◆ **WORK TO BE COMPLETED**
Output the lines below from the one containing "let target_clear = ops.iter().find_map(|op|" through the end of the listing, inclusive, exactly as they appear, and nothing further.
== PROVIDED INFORMATION
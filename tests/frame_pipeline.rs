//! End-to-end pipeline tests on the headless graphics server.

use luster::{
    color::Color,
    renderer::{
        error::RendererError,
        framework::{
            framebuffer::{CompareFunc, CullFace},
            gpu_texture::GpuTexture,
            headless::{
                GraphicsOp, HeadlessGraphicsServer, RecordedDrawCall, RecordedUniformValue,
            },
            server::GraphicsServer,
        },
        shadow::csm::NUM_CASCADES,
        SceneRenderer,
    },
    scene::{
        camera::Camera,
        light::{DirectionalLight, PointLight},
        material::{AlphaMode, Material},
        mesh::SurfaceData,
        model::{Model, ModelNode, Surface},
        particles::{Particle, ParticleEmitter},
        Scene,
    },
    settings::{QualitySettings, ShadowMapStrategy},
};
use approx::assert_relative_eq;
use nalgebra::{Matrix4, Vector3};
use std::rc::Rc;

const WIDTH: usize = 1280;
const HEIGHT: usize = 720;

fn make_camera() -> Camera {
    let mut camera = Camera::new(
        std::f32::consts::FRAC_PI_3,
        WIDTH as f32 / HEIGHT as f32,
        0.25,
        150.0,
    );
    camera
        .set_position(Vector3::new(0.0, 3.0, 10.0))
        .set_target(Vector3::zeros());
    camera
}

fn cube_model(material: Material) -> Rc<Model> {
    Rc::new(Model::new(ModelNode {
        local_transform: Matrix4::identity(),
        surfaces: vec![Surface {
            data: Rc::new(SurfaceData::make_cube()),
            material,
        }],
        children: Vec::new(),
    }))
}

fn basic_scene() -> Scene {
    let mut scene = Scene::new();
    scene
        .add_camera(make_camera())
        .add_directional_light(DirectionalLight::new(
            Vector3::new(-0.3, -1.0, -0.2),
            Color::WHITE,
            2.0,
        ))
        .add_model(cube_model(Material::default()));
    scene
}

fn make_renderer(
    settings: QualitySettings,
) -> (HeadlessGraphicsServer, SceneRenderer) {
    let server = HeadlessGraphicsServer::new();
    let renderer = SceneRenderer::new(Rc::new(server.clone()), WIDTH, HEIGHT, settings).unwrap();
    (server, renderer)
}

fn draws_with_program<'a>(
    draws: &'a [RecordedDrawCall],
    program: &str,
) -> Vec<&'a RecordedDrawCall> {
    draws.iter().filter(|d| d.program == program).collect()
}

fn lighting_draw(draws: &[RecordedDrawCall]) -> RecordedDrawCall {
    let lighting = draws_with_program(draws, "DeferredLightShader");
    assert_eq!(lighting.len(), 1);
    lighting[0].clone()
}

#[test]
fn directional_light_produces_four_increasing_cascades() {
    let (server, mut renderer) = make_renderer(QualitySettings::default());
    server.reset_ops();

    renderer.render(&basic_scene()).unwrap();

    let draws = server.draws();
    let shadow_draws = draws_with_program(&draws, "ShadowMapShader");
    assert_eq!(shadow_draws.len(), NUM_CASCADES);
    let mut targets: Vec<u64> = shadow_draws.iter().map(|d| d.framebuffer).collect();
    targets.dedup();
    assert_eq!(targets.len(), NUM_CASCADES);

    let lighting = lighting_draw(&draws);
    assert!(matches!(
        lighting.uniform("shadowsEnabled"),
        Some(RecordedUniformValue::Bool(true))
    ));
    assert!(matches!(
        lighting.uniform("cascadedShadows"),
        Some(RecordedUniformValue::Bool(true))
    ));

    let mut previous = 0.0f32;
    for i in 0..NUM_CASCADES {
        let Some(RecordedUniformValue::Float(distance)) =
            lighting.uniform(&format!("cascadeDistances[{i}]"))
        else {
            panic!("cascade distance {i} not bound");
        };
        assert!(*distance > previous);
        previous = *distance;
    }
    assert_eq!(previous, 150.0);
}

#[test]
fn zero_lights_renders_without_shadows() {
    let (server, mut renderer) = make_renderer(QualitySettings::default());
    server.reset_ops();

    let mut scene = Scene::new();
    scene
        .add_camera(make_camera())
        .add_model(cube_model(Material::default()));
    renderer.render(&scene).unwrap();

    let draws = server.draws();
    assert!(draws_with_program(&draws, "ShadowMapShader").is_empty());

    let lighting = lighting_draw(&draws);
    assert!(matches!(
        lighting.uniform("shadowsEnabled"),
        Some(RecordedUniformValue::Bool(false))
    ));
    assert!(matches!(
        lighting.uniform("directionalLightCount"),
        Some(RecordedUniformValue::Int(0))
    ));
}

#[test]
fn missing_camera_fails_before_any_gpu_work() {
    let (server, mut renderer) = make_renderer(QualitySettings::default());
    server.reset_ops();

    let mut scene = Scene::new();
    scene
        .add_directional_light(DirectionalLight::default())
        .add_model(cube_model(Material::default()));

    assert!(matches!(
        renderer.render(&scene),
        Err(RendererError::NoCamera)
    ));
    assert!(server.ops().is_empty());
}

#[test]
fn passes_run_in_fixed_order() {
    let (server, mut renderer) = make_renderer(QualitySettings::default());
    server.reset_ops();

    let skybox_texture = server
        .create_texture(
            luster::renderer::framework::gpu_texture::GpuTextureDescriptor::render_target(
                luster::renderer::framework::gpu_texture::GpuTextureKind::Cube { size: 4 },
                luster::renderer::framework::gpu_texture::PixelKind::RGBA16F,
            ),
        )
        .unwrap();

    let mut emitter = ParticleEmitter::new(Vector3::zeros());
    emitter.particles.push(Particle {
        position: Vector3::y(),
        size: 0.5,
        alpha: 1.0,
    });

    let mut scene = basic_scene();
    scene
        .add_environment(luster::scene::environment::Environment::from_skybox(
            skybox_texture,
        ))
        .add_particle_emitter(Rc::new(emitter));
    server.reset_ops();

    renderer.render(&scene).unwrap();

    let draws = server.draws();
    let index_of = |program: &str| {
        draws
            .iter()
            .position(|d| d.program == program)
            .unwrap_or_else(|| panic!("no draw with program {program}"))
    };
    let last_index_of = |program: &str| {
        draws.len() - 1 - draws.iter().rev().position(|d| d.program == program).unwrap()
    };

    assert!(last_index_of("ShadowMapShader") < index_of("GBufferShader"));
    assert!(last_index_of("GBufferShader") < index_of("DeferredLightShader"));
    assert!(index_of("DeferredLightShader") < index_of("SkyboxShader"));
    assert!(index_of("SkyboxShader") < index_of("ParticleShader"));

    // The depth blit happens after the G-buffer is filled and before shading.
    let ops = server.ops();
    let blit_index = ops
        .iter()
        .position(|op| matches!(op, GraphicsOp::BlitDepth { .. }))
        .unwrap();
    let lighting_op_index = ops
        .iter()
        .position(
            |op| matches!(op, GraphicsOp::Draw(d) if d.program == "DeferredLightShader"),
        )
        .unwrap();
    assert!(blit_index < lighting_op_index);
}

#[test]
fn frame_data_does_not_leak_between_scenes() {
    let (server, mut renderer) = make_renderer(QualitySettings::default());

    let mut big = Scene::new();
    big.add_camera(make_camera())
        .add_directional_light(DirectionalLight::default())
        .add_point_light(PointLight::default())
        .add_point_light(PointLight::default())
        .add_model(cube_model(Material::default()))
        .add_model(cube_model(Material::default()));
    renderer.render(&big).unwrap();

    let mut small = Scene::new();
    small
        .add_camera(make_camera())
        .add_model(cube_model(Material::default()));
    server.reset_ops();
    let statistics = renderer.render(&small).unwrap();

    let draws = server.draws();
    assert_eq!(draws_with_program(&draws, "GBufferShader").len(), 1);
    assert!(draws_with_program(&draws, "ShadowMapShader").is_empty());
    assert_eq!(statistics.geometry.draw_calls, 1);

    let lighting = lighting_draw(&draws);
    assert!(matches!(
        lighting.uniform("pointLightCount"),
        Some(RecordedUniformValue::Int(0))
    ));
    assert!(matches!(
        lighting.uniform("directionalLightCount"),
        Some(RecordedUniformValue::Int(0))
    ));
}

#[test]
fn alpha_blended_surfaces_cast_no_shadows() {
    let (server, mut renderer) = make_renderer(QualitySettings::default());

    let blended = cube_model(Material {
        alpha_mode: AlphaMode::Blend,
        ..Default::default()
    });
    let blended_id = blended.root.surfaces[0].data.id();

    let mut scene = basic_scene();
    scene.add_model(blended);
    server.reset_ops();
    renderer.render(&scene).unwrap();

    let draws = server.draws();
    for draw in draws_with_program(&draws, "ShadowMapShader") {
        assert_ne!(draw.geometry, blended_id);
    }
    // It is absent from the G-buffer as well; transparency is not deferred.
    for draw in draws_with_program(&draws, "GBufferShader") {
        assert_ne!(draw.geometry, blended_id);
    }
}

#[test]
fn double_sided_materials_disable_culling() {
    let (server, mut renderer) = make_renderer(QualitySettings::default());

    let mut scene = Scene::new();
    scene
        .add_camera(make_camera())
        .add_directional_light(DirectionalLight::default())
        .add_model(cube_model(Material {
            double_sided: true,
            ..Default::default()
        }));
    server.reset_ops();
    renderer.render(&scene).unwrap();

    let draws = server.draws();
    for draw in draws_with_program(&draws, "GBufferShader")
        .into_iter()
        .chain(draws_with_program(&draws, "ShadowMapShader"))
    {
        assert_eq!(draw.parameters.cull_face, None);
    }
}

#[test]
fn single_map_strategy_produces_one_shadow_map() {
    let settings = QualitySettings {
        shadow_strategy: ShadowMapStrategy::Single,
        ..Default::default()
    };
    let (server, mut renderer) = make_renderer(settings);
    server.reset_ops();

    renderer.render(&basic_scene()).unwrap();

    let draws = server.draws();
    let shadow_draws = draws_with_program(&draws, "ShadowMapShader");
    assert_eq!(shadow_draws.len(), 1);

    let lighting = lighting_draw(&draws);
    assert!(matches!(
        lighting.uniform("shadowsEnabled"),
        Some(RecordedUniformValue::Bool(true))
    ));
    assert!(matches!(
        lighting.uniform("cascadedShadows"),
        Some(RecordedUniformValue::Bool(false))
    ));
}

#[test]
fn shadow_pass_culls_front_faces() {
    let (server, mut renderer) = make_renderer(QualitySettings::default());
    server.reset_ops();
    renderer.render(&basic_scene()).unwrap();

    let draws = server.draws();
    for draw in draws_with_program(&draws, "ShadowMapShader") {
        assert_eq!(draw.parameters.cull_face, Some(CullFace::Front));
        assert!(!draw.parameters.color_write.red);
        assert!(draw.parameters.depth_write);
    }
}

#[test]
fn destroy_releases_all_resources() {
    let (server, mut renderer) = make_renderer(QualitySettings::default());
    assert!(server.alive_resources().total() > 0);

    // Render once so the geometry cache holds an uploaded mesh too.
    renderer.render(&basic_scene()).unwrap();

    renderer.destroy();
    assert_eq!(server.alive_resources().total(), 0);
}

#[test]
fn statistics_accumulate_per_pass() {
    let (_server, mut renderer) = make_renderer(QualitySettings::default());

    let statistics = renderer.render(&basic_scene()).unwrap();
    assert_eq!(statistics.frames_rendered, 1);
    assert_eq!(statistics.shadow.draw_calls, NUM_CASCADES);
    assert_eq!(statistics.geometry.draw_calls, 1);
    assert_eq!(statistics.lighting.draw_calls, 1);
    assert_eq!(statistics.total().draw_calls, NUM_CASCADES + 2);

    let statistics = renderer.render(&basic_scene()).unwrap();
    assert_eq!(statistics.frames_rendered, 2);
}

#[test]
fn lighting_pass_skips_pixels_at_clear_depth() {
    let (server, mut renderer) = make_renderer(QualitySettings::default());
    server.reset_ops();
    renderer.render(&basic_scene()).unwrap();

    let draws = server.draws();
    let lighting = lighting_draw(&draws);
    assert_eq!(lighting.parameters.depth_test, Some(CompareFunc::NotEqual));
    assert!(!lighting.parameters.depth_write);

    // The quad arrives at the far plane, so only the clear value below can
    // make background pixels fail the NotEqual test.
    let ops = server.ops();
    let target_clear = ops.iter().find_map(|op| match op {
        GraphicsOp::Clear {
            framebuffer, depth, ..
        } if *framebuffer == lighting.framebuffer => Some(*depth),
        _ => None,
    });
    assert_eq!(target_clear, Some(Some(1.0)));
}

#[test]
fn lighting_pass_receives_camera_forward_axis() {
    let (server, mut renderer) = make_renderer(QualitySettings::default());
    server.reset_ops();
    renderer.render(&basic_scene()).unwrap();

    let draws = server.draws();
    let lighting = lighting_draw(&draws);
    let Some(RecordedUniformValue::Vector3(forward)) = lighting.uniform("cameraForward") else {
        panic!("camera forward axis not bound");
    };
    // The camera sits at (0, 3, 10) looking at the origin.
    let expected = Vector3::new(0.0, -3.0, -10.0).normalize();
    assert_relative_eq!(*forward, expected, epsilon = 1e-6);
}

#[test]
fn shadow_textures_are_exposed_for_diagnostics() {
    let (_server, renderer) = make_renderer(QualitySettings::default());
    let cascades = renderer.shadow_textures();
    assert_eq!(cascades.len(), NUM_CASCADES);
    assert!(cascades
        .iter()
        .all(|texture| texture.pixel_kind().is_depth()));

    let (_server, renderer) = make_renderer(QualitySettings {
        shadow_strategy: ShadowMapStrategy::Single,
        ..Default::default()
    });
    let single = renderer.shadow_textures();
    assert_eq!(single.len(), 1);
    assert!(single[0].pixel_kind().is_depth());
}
====
◆ **RESPONSE**
    let target_clear = ops.iter().find_map(|op| match op {
        GraphicsOp::Clear {
            framebuffer, depth, ..
        } if *framebuffer == lighting.framebuffer => Some(*depth),
        _ => None,
    });
    assert_eq!(target_clear, Some(Some(1.0)));
}

#[test]
fn lighting_pass_receives_camera_forward_axis() {
    let (server, mut renderer) = make_renderer(QualitySettings::default());
    server.reset_ops();
    renderer.render(&basic_scene()).unwrap();

    let draws = server.draws();
    let lighting = lighting_draw(&draws);
    let Some(RecordedUniformValue::Vector3(forward)) = lighting.uniform("cameraForward") else {
        panic!("camera forward axis not bound");
    };
    // The camera sits at (0, 3, 10) looking at the origin.
    let expected = Vector3::new(0.0, -3.0, -10.0).normalize();
    assert_relative_eq!(*forward, expected, epsilon = 1e-6);
}

#[test]
fn shadow_textures_are_exposed_for_diagnostics() {
    let (_server, renderer) = make_renderer(QualitySettings::default());
    let cascades = renderer.shadow_textures();
    assert_eq!(cascades.len(), NUM_CASCADES);
    assert!(cascades
        .iter()
        .all(|texture| texture.pixel_kind().is_depth()));

    let (_server, renderer) = make_renderer(QualitySettings {
        shadow_strategy: ShadowMapStrategy::Single,
        ..Default::default()
    });
    let single = renderer.shadow_textures();
    assert_eq!(single.len(), 1);
    assert!(single[0].pixel_kind().is_depth());
}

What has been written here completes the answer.